The Supreme Court has granted a permanent injunction to prevent a firm from acting against a former client, over concerns about the use of confidential information.
In a decision delivered in Brisbane on 9 September, Justice Muir ordered Brisbane solicitor Stephen Pyman and his firm CDI Lawyers be restrained from acting or advising Sunshine Coast construction company Chevron Park against Gold Coast builder Groupline Constructions.
Mr Pyman, director principal at CDI Lawyers, handled business and personal matters for builder Scott Widdicombe and his companies Civic and Groupline for 14 years until 2020. Shortly after, Mr Pyman (through CDI) began acting for Chevron against Groupline in a contract dispute.
In April this year, Groupline sought permanent injunctions restraining CDI, or alternatively Mr Pyman, from acting for Chevron (against it) in the matter and any future matters arising from the contract in question.
CDI offered various undertakings to the court to the effect that it would not act for Chevron, and would act in any final adjudication with an Information Barrier in place between it and Mr Pyman.
Groupline, which is claiming more than $3.3 million in damages from Chevron for breach of contract, submitted that the court should reject the undertakings as being unreliable, unsafe and unsound, and make orders for permanent injunctions.

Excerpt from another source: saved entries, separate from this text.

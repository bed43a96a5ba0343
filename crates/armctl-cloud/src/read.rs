//! Read path
//!
//! Queries go straight to the provider: no existence check, no prompt, no
//! mutation.

use crate::context::InvocationContext;
use crate::error::{Operation, Result};
use crate::mapper::WireMapped;
use crate::model::ResourceIdentity;
use crate::provider::{ListProvider, ListQuery, ResourceProvider};

pub struct Reader<'a> {
    ctx: &'a InvocationContext,
}

impl<'a> Reader<'a> {
    pub fn new(ctx: &'a InvocationContext) -> Self {
        Self { ctx }
    }

    /// Fetch one resource and map it into the domain model
    pub async fn get<D, P>(&self, provider: &P, identity: &ResourceIdentity) -> Result<D>
    where
        P: ResourceProvider + ?Sized,
        D: WireMapped<Wire = P::Wire>,
    {
        let resource = format!("{} {}", provider.resource_type(), identity);
        let wire = self
            .ctx
            .call(Operation::Get, &resource, provider.get(identity))
            .await?;
        D::from_wire(wire)
    }

    /// Provider listing, returned exactly as received
    pub async fn list<Q, P>(&self, provider: &P, query: &Q) -> Result<Vec<P::Item>>
    where
        Q: ListQuery,
        P: ListProvider<Q> + ?Sized,
    {
        let target = query.to_string();
        let items = self
            .ctx
            .call(Q::OPERATION, &target, provider.list(query))
            .await?;
        tracing::debug!(%target, count = items.len(), "listed");
        Ok(items)
    }

    /// Provider listing mapped into the domain model
    pub async fn list_mapped<D, Q, P>(&self, provider: &P, query: &Q) -> Result<Vec<D>>
    where
        Q: ListQuery,
        P: ListProvider<Q> + ?Sized,
        D: WireMapped<Wire = P::Item>,
    {
        self.list(provider, query)
            .await?
            .into_iter()
            .map(D::from_wire)
            .collect()
    }
}
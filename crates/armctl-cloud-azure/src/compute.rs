//! Microsoft.Compute VM extension image catalog

use crate::client::ArmClient;
use armctl_cloud::{
    ExtensionTypeQuery, ExtensionVersionQuery, ListProvider, ProviderResult,
    VirtualMachineImageResource,
};
use async_trait::async_trait;
use reqwest::Url;

pub const COMPUTE_API_VERSION: &str = "2023-09-01";

/// Read-only access to `.../artifacttypes/vmextension/types`
#[derive(Debug, Clone)]
pub struct ExtensionImageClient {
    arm: ArmClient,
}

impl ExtensionImageClient {
    pub fn new(arm: ArmClient) -> Self {
        Self { arm }
    }

    fn types_url(
        &self,
        subscription_id: &str,
        location: &str,
        publisher: &str,
        tail: &[&str],
        query: &[(&str, &str)],
    ) -> ProviderResult<Url> {
        let mut segments = vec![
            "subscriptions",
            subscription_id,
            "providers",
            "Microsoft.Compute",
            "locations",
            location,
            "publishers",
            publisher,
            "artifacttypes",
            "vmextension",
            "types",
        ];
        segments.extend_from_slice(tail);
        self.arm.url(&segments, COMPUTE_API_VERSION, query)
    }
}

// Both catalog endpoints answer with a bare JSON array, not a page envelope.

#[async_trait]
impl ListProvider<ExtensionTypeQuery> for ExtensionImageClient {
    type Item = VirtualMachineImageResource;

    async fn list(&self, query: &ExtensionTypeQuery) -> ProviderResult<Vec<Self::Item>> {
        let url = self.types_url(
            &query.subscription_id,
            &query.location,
            &query.publisher,
            &[],
            &[],
        )?;
        self.arm.get_json(url).await
    }
}

#[async_trait]
impl ListProvider<ExtensionVersionQuery> for ExtensionImageClient {
    type Item = VirtualMachineImageResource;

    async fn list(&self, query: &ExtensionVersionQuery) -> ProviderResult<Vec<Self::Item>> {
        let filter: Vec<(&str, &str)> = query
            .filter
            .as_deref()
            .map(|f| vec![("$filter", f)])
            .unwrap_or_default();
        let url = self.types_url(
            &query.subscription_id,
            &query.location,
            &query.publisher,
            &[query.type_name.as_str(), "versions"],
            &filter,
        )?;
        self.arm.get_json(url).await
    }
}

It submitted the need for such relief was underpinned by the notion that there is a “real and sensible” possibility of the misuse of confidential information; or that the continued representation of Chevron (by CDI or Mr Pyman) would adversely affect the appearance of the administration of justice in the court and the integrity of the judicial process, or both.
Mr Pyman and CDI opposed the granting of the injunctions on the basis that there was no real risk of the misuse of confidential information because the adjudication process was a “mere administrative task” and Mr Pyman did not recall any confidential information but would not use it if he did.
They submitted that even if there was a real risk of the misuse of the confidential information, discretionary factors weighed against an injunction because Groupline did not raise a complaint earlier and Chevron would suffer prejudice if it had to engage new solicitors.
They admitted that Mr Pyman came to know confidential information that included how Mr Widdicombe and his companies arranged their affairs, set parameters in building contracts, set profit margins, assessed risks, negotiated payments and approached litigation.
“This admission is made on the basis that Mr Pyman cannot recall any of the confidential information,” Justice Muir said.
“His affidavit evidence is replete with efforts to play down and minimise his engagement with Groupline and attempts to explain why Mr Pyman ‘can’t remember much’.
“But the concession, however qualified, is a crucial one. It remains the case that CDI and Mr Pyman have a continuing obligation to preserve the confidentiality of the confidential information.”
Justice Muir said it had been long recognised that a solicitor, however determined not to make use of confidential information, may subconsciously do so, and that the threshold of the risk of misuse of the information was “extremely low”.
“When assessing the ‘risk’ of misuse, the nature of the confidential information is also relevant. Here the array of confidential information concerns the business, personal and litigation characteristics of the Widdicombe interests gathered over more than a decade and in respect to a whole gamut of building and construction matters: from front-end negotiation and drafting, to superior court proceedings, regulatory and licensing issue and general ‘advice’,” she said.
“It also includes collateral information which is also confidential, in the form of impressions and judgments which CDI and Mr Pyman can make about the people in, and business undertaken by, the Widdicombe interests that is not available to any solicitor who has not acquired the confidential information.
“I am satisfied that the nature of the confidential information is such that the court cannot exclude the real risk that the confidential Information, either consciously or subconsciously, may inform the actions which CDI and Mr Pyman take in performance of their retainer with Chevron to act in any further adjudication.”
Justice Muir said the main problem was “obvious”.
“That is, and as the evidence emerged, whilst I am satisfied that Mr Pyman believes he knows what he does not know, it is more likely that he does not know what he knows,” she said.
She said she was not satisfied the proposed Information Barrier could be effectively implemented or that it would work to sufficiently reduce the risk. This was because many solicitors had already worked on the Chevron dispute with Groupline; there were obvious discrepancies and inconsistencies in evidence about who saw and did what; and there may already have been some unconscious spread of confidential information.
Justice Muir said in relation to a delay by Groupline in seeking relief, “any silence or inaction by Groupline is of little weight”, pointing to reasons including that there was no reason for Groupline to suspect that CDI would act against it for Chevron in any dispute by reason of the earlier dealings.
She concluded the only way to sufficiently reduce the risk of the misuse of confidential information was to permanently restrain CDI and Mr Pyman from continuing to act for Chevron against Groupline, recognising that “such a power should only be used exceptionally”.
“Such an order is obviously necessary, in my view, to ensure the due administration of justice, to protect the integrity of the judicial process and to restrain solicitors from acting in a particular case as part of its supervisory jurisdiction,” she said.